ネットにある「テクノブレイク」はウソです。「何度もマスターベーションをすると性ホルモンの過剰分泌で死ぬ」ということもありません。また、精巣でつくられた精子は、古くなるとカラダの中で吸収・分解されるので、カラダにたまり続けることもありません。
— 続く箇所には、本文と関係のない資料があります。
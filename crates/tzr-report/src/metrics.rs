//! Aggregate trade metrics and fixed-point XTZ formatting.
//!
//! All money stays in integer mutez through aggregation; only presentation
//! converts to 6-decimal XTZ strings, which is exact for mutez.

use serde::{Deserialize, Serialize};
use tzr_data::types::MUTEZ_PER_XTZ;
use tzr_data::{Address, AddressRole, FEE_RATE_BPS};

use crate::classify::{ClassifiedTransaction, Direction};

/// Aggregate over a sequence of classified transfers.
///
/// `trades` counts contributing records exactly; `volume` sums incoming and
/// outgoing amounts; `earned` sums incoming only, so `earned <= volume`.
#[derive(Clone, Copy, Debug, Default, PartialEq, Eq, Serialize, Deserialize)]
pub struct Metrics {
    /// Number of contributing classified records.
    pub trades: u64,
    /// Incoming + outgoing amounts in mutez.
    pub volume_mutez: u64,
    /// Incoming amounts only, in mutez.
    pub earned_mutez: u64,
}

impl Metrics {
    pub const ZERO: Metrics = Metrics {
        trades: 0,
        volume_mutez: 0,
        earned_mutez: 0,
    };

    /// Folds one classified transfer into the aggregate.
    pub fn record(&mut self, tx: &ClassifiedTransaction) {
        self.trades += 1;
        self.volume_mutez = self.volume_mutez.saturating_add(tx.amount_mutez);
        if tx.direction == Direction::Incoming {
            self.earned_mutez = self.earned_mutez.saturating_add(tx.amount_mutez);
        }
    }

    /// Component-wise sum. The overall report total is the pairwise sum of
    /// per-address metrics without deduplicating shared transactions; a
    /// transfer between two selected addresses counts for both. Preserved
    /// for compatibility with existing reports.
    pub fn add(&self, other: &Metrics) -> Metrics {
        Metrics {
            trades: self.trades + other.trades,
            volume_mutez: self.volume_mutez.saturating_add(other.volume_mutez),
            earned_mutez: self.earned_mutez.saturating_add(other.earned_mutez),
        }
    }
}

/// Folds a classified sequence into one aggregate.
pub fn aggregate(txs: &[ClassifiedTransaction]) -> Metrics {
    let mut metrics = Metrics::ZERO;
    for tx in txs {
        metrics.record(tx);
    }
    metrics
}

/// Per-address metrics with the role-specific derived figure.
#[derive(Clone, Debug, PartialEq, Eq, Serialize, Deserialize)]
pub struct AddressMetrics {
    /// The reported address.
    pub address: Address,
    /// This address's aggregate.
    pub metrics: Metrics,
    /// Fee-owner role only: estimated total marketplace volume implied by the
    /// commission cut. Presentational; never feeds back into the aggregate.
    pub estimated_volume_mutez: Option<u64>,
}

impl AddressMetrics {
    /// Builds the per-address entry, deriving the estimated volume for
    /// fee-owner addresses.
    pub fn new(address: Address, metrics: Metrics) -> Self {
        let estimated_volume_mutez = match address.role {
            AddressRole::FeeOwner => {
                Some(estimated_volume_mutez(metrics.earned_mutez, FEE_RATE_BPS))
            }
            AddressRole::Generic => None,
        };
        Self {
            address,
            metrics,
            estimated_volume_mutez,
        }
    }
}

/// Estimated total volume implied by a commission cut: `earned / fee_rate`,
/// with the rate in basis points so the division stays in integer math.
pub fn estimated_volume_mutez(earned_mutez: u64, fee_rate_bps: u64) -> u64 {
    ((earned_mutez as u128) * 10_000 / fee_rate_bps as u128) as u64
}

/// Formats mutez as a bare XTZ decimal string with exactly 6 fractional
/// digits.
///
/// Examples:
/// - `1_000_000` -> `"1.000000"`
/// - `123` -> `"0.000123"`
pub fn format_xtz(mutez: u64) -> String {
    let whole = mutez / MUTEZ_PER_XTZ;
    let fractional = mutez % MUTEZ_PER_XTZ;
    format!("{whole}.{fractional:06}")
}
ただ、その頻度があまりにも多く日常生活に支障がでたり、自分でコントロールできないという感覚があるのであれば、何かの不安やストレスから逃げたいという気持ちが現れているのかもしれません。
日常生活にも影響が出たり、今の状況を何とかしたいという思いがあるのでしたら、心療内科や思春期外来などの医療機関の受診をおすすめします。

⇒詳細はセルフプレジャー

恋人ができない…どうやったらモテる?

恋人がいる・いないで人の価値が変わるわけではありません。むしろ、つきあっている相手がいないと不安、自分の価値が感じられないという人は、恋愛で相手の言いなりになってしまったり、相手を自分の思い通りにしたいという気持ちから、相手を傷つけてしまうことも。あなたはあなたらしく、あなたが大切にしたいと思う人が自然とできるまで、待ってみてはどうでしょうか。
⇒詳細は、恋愛

精子は年齢と共に減少・老化する

最近の調査では、女性の卵子が年齢と共に老化するだけではなく、男性の精子も年齢と共に減少・老化することが明らかになっています。不妊(子どもを望んでいるのに妊娠しない)の原因の約半数が男性側にもあることが分かってきています。

自分の妊娠できる能力を調べる方法として、精液の検査があります。不妊治療クリニックや泌尿器科でできる他、最近は、スマートフォンを使って精液検査ができるキット・アプリが販売されています。

また、禁煙や、定期的な射精、精巣をあたためないように過ごす(精巣は熱によるストレスに弱いため)ことで精子の状態を改善することができると言われています。